§ Task
In the data below, one line contains "fn from(lamp: LampPosition)" and a later one contains "Anchor::new(2., 0., 1.)];". Print both, with every line between them, exactly and alone.

[Stored data]
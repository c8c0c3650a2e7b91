use nalgebra::Point2;
use serde::{Deserialize, Serialize};

#[derive(PartialEq, Debug, Clone, Copy, Serialize, Deserialize)]
/// A placed lamp as seen by the planner: its position on the ground plane
/// and the height it stands at.
pub struct Anchor {
    /// Ground-plane x coordinate.
    pub x: f64,
    /// Ground-plane z coordinate.
    pub z: f64,
    /// Vertical offset of the lamp base.
    pub height: f64,
}

impl Anchor {
    /// Creates a `new` anchor at ground position `(x, z)` and the given `height`.
    pub fn new(x: f64, z: f64, height: f64) -> Anchor {
        Anchor { x, z, height }
    }

    /// Projection onto the ground plane.
    pub fn ground(&self) -> Point2<f64> {
        Point2::new(self.x, self.z)
    }
}

#[derive(PartialEq, Debug, Clone, Copy, Serialize, Deserialize)]
/// A lamp position produced by the planner, ready to be instantiated by the scene.
pub struct LampPosition {
    pub x: f64,
    pub height: f64,
    pub z: f64,
}

impl LampPosition {
    pub fn new(x: f64, height: f64, z: f64) -> LampPosition {
        LampPosition { x, height, z }
    }

    pub fn ground(&self) -> Point2<f64> {
        Point2::new(self.x, self.z)
    }
}

impl From<LampPosition> for Anchor {
    fn from(lamp: LampPosition) -> Anchor {
        Anchor::new(lamp.x, lamp.z, lamp.height)
    }
}

/// Ground-plane points of every anchor, in input order.
pub fn ground_points(anchors: &[Anchor]) -> Vec<Point2<f64>> {
    anchors.iter().map(Anchor::ground).collect()
}

/// Folds heights pairwise in input order: `h = (h + next) / 2`.
///
/// Later anchors weigh more than earlier ones, so this is not the mean.
/// Returns `None` for an empty slice.
pub fn folded_height(anchors: &[Anchor]) -> Option<f64> {
    let (first, rest) = anchors.split_first()?;
    Some(
        rest.iter()
            .fold(first.height, |h, anchor| (h + anchor.height) / 2.),
    )
}

/// Arithmetic mean of all heights. Returns `None` for an empty slice.
pub fn mean_height(anchors: &[Anchor]) -> Option<f64> {
    if anchors.is_empty() {
        return None;
    }
    Some(anchors.iter().map(|a| a.height).sum::<f64>() / anchors.len() as f64)
}

#[cfg(test)]
mod tests {
    use super::*;
    use approx::assert_relative_eq;

    #[test]
    fn fold_weighs_later_heights_more() {
        let anchors = [
            Anchor::new(0., 0., 0.),
            Anchor::new(1., 0., 0.),
            Anchor::new(2., 0., 1.),
        ];
        assert_relative_eq!(folded_height(&anchors).unwrap(), 0.5);
        assert_relative_eq!(mean_height(&anchors).unwrap(), 1. / 3.);
    }

    #[test]
    fn fold_depends_on_order() {
        let a = [Anchor::new(0., 0., 1.), Anchor::new(1., 0., 0.), Anchor::new(2., 0., 0.)];
        let b = [Anchor::new(0., 0., 0.), Anchor::new(1., 0., 0.), Anchor::new(2., 0., 1.)];
        assert_relative_eq!(folded_height(&a).unwrap(), 0.25);
        assert_relative_eq!(folded_height(&b).unwrap(), 0.5);
    }

    #[test]
    fn single_and_empty() {
        assert_eq!(folded_height(&[]), None);
        assert_eq!(mean_height(&[]), None);
        assert_eq!(folded_height(&[Anchor::new(3., 4., 0.7)]), Some(0.7));
    }

    #[test]
    fn ground_drops_height() {
        let a = Anchor::new(1.5, -2., 9.);
        assert_eq!(a.ground(), Point2::new(1.5, -2.));
        let lamp = LampPosition::new(1.5, 9., -2.);
        assert_eq!(Anchor::from(lamp), a);
    }
}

§ Reply to the task
    fn from(lamp: LampPosition) -> Anchor {
        Anchor::new(lamp.x, lamp.z, lamp.height)
    }
}

/// Ground-plane points of every anchor, in input order.
pub fn ground_points(anchors: &[Anchor]) -> Vec<Point2<f64>> {
    anchors.iter().map(Anchor::ground).collect()
}

/// Folds heights pairwise in input order: `h = (h + next) / 2`.
///
/// Later anchors weigh more than earlier ones, so this is not the mean.
/// Returns `None` for an empty slice.
pub fn folded_height(anchors: &[Anchor]) -> Option<f64> {
    let (first, rest) = anchors.split_first()?;
    Some(
        rest.iter()
            .fold(first.height, |h, anchor| (h + anchor.height) / 2.),
    )
}

/// Arithmetic mean of all heights. Returns `None` for an empty slice.
pub fn mean_height(anchors: &[Anchor]) -> Option<f64> {
    if anchors.is_empty() {
        return None;
    }
    Some(anchors.iter().map(|a| a.height).sum::<f64>() / anchors.len() as f64)
}

#[cfg(test)]
mod tests {
    use super::*;
    use approx::assert_relative_eq;

    #[test]
    fn fold_weighs_later_heights_more() {
        let anchors = [
            Anchor::new(0., 0., 0.),
            Anchor::new(1., 0., 0.),
            Anchor::new(2., 0., 1.),
        ];
        assert_relative_eq!(folded_height(&anchors).unwrap(), 0.5);
        assert_relative_eq!(mean_height(&anchors).unwrap(), 1. / 3.);
    }

    #[test]
    fn fold_depends_on_order() {
        let a = [Anchor::new(0., 0., 1.), Anchor::new(1., 0., 0.), Anchor::new(2., 0., 0.)];
        let b = [Anchor::new(0., 0., 0.), Anchor::new(1., 0., 0.), Anchor::new(2., 0., 1.)];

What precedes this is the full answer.